Two things I’ve come to love about South Africa are the KZN landscape and the diversity of the South African people. The Congo has diversity, but for us, being African means being black. Here it’s not about how you look, but how you feel. Living here has changed my mind-set about what it means to be an African.
Something that puzzles me about SA is that people tend to complain a lot. They are never happy and always seem to want more. You have so much more to celebrate than you have to worry about.
Friends always complain that the government isn’t creating jobs, but I don’t believe it’s the job of government to give people jobs. It’s their job to create a good environment in which you can create the world of your own dreams. It’s not good in the long term to create the idea that government can meet all your needs.
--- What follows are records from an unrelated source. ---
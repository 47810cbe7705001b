//! Handlers for the `/projects` resource.

use std::collections::BTreeSet;

use axum::extract::{Path, Query, State};
use axum::http::StatusCode;
use axum::Json;
use serde::Deserialize;
use validator::Validate;
use vendorlink_core::geo::GeoPoint;
use vendorlink_core::negotiation::AcceptanceFilter;
use vendorlink_core::types::DbId;
use vendorlink_core::vendor_role::VendorRole;
use vendorlink_db::models::project::{Project, ProjectWithRequests};
use vendorlink_db::models::vendor_request::VendorRequest;

use crate::engine::candidates::{Candidate, CandidateQuery};
use crate::engine::ledger::{BulkRemoval, RequestFilter};
use crate::error::AppResult;
use crate::middleware::rbac::RequireUser;
use crate::response::DataResponse;
use crate::state::AppState;

#[derive(Debug, Deserialize, Validate)]
pub struct CreateProjectRequest {
    #[validate(length(min = 1, max = 100))]
    pub name: String,
}

/// Query parameters for `GET /projects/{id}/requests`.
#[derive(Debug, Deserialize)]
pub struct RequestListParams {
    pub role: Option<String>,
    #[serde(default)]
    pub acceptance: AcceptanceFilter,
}

/// Query parameters for `GET /projects/{id}/candidates`.
#[derive(Debug, Deserialize, Validate)]
pub struct CandidateParams {
    pub role: String,
    #[validate(range(min = -180.0, max = 180.0))]
    pub longitude: f64,
    #[validate(range(min = -90.0, max = 90.0))]
    pub latitude: f64,
    pub radius_km: Option<f64>,
}

/// POST /api/v1/projects
pub async fn create(
    State(state): State<AppState>,
    RequireUser(user): RequireUser,
    Json(input): Json<CreateProjectRequest>,
) -> AppResult<(StatusCode, Json<DataResponse<Project>>)> {
    input.validate()?;
    let project = state
        .projects()
        .create_project(&user.caller(), &input.name)
        .await?;
    Ok((StatusCode::CREATED, Json(DataResponse { data: project })))
}

/// GET /api/v1/projects
pub async fn list(
    State(state): State<AppState>,
    RequireUser(user): RequireUser,
) -> AppResult<Json<DataResponse<Vec<ProjectWithRequests>>>> {
    let projects = state.projects().list_projects(&user.caller()).await?;
    Ok(Json(DataResponse { data: projects }))
}

/// GET /api/v1/projects/{id}
pub async fn get_by_id(
    State(state): State<AppState>,
    RequireUser(user): RequireUser,
    Path(id): Path<DbId>,
) -> AppResult<Json<DataResponse<ProjectWithRequests>>> {
    let project = state.projects().get_project(&user.caller(), id).await?;
    Ok(Json(DataResponse { data: project }))
}

/// GET /api/v1/projects/{id}/requests
pub async fn list_requests(
    State(state): State<AppState>,
    RequireUser(user): RequireUser,
    Path(id): Path<DbId>,
    Query(params): Query<RequestListParams>,
) -> AppResult<Json<DataResponse<Vec<VendorRequest>>>> {
    let filter = RequestFilter {
        role: params.role.as_deref().map(VendorRole::parse).transpose()?,
        acceptance: params.acceptance,
    };
    let requests = state
        .ledger()
        .list_by_user_project(&user.caller(), id, filter)
        .await?;
    Ok(Json(DataResponse { data: requests }))
}

/// GET /api/v1/projects/{id}/roles/ongoing
pub async fn ongoing_roles(
    State(state): State<AppState>,
    RequireUser(user): RequireUser,
    Path(id): Path<DbId>,
) -> AppResult<Json<DataResponse<BTreeSet<VendorRole>>>> {
    let roles = state.projects().ongoing_roles(&user.caller(), id).await?;
    Ok(Json(DataResponse { data: roles }))
}

/// GET /api/v1/projects/{id}/roles/accepted
pub async fn accepted_roles(
    State(state): State<AppState>,
    RequireUser(user): RequireUser,
    Path(id): Path<DbId>,
) -> AppResult<Json<DataResponse<BTreeSet<VendorRole>>>> {
    let roles = state.projects().accepted_roles(&user.caller(), id).await?;
    Ok(Json(DataResponse { data: roles }))
}

/// DELETE /api/v1/projects/{id}/roles/{role}/pending
pub async fn purge_unaccepted(
    State(state): State<AppState>,
    RequireUser(user): RequireUser,
    Path((id, role)): Path<(DbId, String)>,
) -> AppResult<Json<DataResponse<BulkRemoval>>> {
    let role = VendorRole::parse(&role)?;
    let outcome = state
        .projects()
        .purge_unaccepted(&user.caller(), id, role)
        .await?;
    Ok(Json(DataResponse { data: outcome }))
}

/// GET /api/v1/projects/{id}/candidates
pub async fn candidates(
    State(state): State<AppState>,
    RequireUser(user): RequireUser,
    Path(id): Path<DbId>,
    Query(params): Query<CandidateParams>,
) -> AppResult<Json<DataResponse<Vec<Candidate>>>> {
    params.validate()?;
    let query = CandidateQuery {
        project_id: id,
        role: VendorRole::parse(&params.role)?,
        origin: GeoPoint {
            longitude: params.longitude,
            latitude: params.latitude,
        },
        radius_km: params.radius_km,
    };
    let found = state
        .candidates()
        .find_candidates(&user.caller(), &query)
        .await?;
    Ok(Json(DataResponse { data: found }))
}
The hardest thing about doing business here is not being able to speak English. When I started it took so much courage to knock on doors. When I met André, I couldn’t speak English and used sign language.
The biggest difference between being a musician in the Congo versus South Africa is that there is no music industry as such. Here I’ve gained a better understanding of the music industry. The two years I’ve been in SA have given me so much more than I would’ve had had I stayed in the Congo.
Another difference here is that women really love it when you sing in French. They say it’s romantic. Whenever I do weddings, brides always ask for French songs. My friends have told me that I should speak to the brides in French, even if they don’t understand what I’m saying.
Something I’d want South Africans to know about the Congo is that we got our independence from Belgium in 1960. Mobutu Seseko gave jobs and companies to people just because they were from the right tribe. We wanted everything for free and didn’t work to get it. We didn’t have what it took to benefit from what the Belgians left behind. Fifty years later, we are still paying for that mistake.
If I could take a South African to the DRC, I’d take them to a Congolese hospital so they can see people dying because they have no beds and medicine.
I’d like South Africans to see how lucky they are.
The thing I’m most proud of about the DRC is that we believe that marriage is forever. We value the family and don’t believe in divorce.
What gives me the greatest hope for SA was seeing all races united behind the SA flag during the World Cup.
I have two favourite South Africans. One is Nelson Mandela and the other is Johnny Clegg.
I will go back to the DRC one day. I’d like to start a project to support children in the eastern part of the country.
Many of them don’t have fathers because of the war and their mothers are HIV-positive. These kids have witnessed terrible things and don’t deserve what’s happened to them.
The one piece of advice I’d give to anyone thinking of moving to SA is that they have to be strong in heart and spirit and that gifts come in different packaging. And that one day you’ll look back on the hard times and say: ‘Thank you’.